*EXERCISE PROMPT*
The line containing "one closure of" marks the end; copy exactly all lines from the start of the material up to and including it.

*AVAILABLE RECORDS*
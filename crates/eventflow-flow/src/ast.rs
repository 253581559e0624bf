//! The Flow AST: a two-node free-structured program.
//!
//! `Flow<C, E>` describes an aggregate's behavior as an alternation of
//! "install this command handler" and "wait for an event matching this
//! predicate" steps. The generic resume value `A` from `waitFor(matcher)
//! -> A` in the source grammar is never stored in the AST itself — see
//! [`wait_for`] for why.

use std::rc::Rc;

/// The outcome of a command handler: either a non-empty list of guard
/// failure messages, or the (possibly empty) list of events to emit.
pub type CommandHandlerResult<E> = Result<Vec<E>, Vec<String>>;

/// A partial function from command to handler result. Composed left to
/// right via [`or_else`].
pub type CmdFn<C, E> = dyn Fn(&C) -> Option<CommandHandlerResult<E>>;

/// A partial function from event to a resumed value, fused with its
/// continuation by [`wait_for`].
type EventStep<C, E> = dyn Fn(&E) -> Option<Flow<C, E>>;

/// A node in the Flow program.
///
/// `A`, the value a `waitFor` resumes with, does not appear as a type
/// parameter here: storing an arbitrary intermediate type in the AST node
/// itself would require type erasure (`Box<dyn Any>`) and a downcast at
/// compile time, which is unsound without extra bookkeeping. Instead,
/// [`wait_for`] fuses the matcher and its continuation into one closure of
/// type `Fn(&E) -> Option<Flow<C, E>>`, so the stored AST stays monomorphic
/// over just `(C, E)`.
pub enum Flow<C, E> {
    /// Install `h` as the command handler in force, then continue as
    /// `next`.
    InstallHandler(Rc<CmdFn<C, E>>, Box<Flow<C, E>>),
    /// Suspend until an event matches; the fused closure both tests the
    /// event and produces the next Flow.
    WaitFor(Rc<EventStep<C, E>>),
    /// The program has nothing left to do.
    Done,
}

/// Install `h` as the currently-in-force command handler, then continue
/// as `next`.
pub fn install_handler<C, E>(
    h: impl Fn(&C) -> Option<CommandHandlerResult<E>> + 'static,
    next: Flow<C, E>,
) -> Flow<C, E> {
    Flow::InstallHandler(Rc::new(h), Box::new(next))
}

/// Suspend until `matcher` yields a value for some event, then resume the
/// continuation `k` with that value.
///
/// This is the Rust realization of `waitFor(matcher) -> A` followed by
/// `>>= k`: rather than storing `A` in the AST, the matcher and `k` are
/// fused into a single closure at construction time.
pub fn wait_for<C, E, A>(
    matcher: impl Fn(&E) -> Option<A> + 'static,
    k: impl Fn(A) -> Flow<C, E> + 'static,
) -> Flow<C, E> {
    Flow::WaitFor(Rc::new(move |event: &E| matcher(event).map(&k)))
}

/// The terminal Flow: no handler is installed, no event is awaited.
#[must_use]
pub fn done<C, E>() -> Flow<C, E> {
    Flow::Done
}

/// Left-biased composition of two partial command handlers: `a` is tried
/// first, `b` only if `a` returns `None`.
pub fn or_else_cmd<C, E>(
    a: impl Fn(&C) -> Option<CommandHandlerResult<E>> + 'static,
    b: impl Fn(&C) -> Option<CommandHandlerResult<E>> + 'static,
) -> impl Fn(&C) -> Option<CommandHandlerResult<E>> {
    move |c| a(c).or_else(|| b(c))
}

/// Left-biased composition of two partial event matchers.
pub fn or_else_event<E, A>(
    a: impl Fn(&E) -> Option<A> + 'static,
    b: impl Fn(&E) -> Option<A> + 'static,
) -> impl Fn(&E) -> Option<A> {
    move |e| a(e).or_else(|| b(e))
}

*RESULT*
filename crates/eventflow-flow/src/ast.rs
repository 253581559e0624bf
//! The Flow AST: a two-node free-structured program.
//!
//! `Flow<C, E>` describes an aggregate's behavior as an alternation of
//! "install this command handler" and "wait for an event matching this
//! predicate" steps. The generic resume value `A` from `waitFor(matcher)
//! -> A` in the source grammar is never stored in the AST itself — see
//! [`wait_for`] for why.

use std::rc::Rc;

/// The outcome of a command handler: either a non-empty list of guard
/// failure messages, or the (possibly empty) list of events to emit.
pub type CommandHandlerResult<E> = Result<Vec<E>, Vec<String>>;

/// A partial function from command to handler result. Composed left to
/// right via [`or_else`].
pub type CmdFn<C, E> = dyn Fn(&C) -> Option<CommandHandlerResult<E>>;

/// A partial function from event to a resumed value, fused with its
/// continuation by [`wait_for`].
type EventStep<C, E> = dyn Fn(&E) -> Option<Flow<C, E>>;

/// A node in the Flow program.
///
/// `A`, the value a `waitFor` resumes with, does not appear as a type
/// parameter here: storing an arbitrary intermediate type in the AST node
/// itself would require type erasure (`Box<dyn Any>`) and a downcast at
/// compile time, which is unsound without extra bookkeeping. Instead,
/// [`wait_for`] fuses the matcher and its continuation into one closure of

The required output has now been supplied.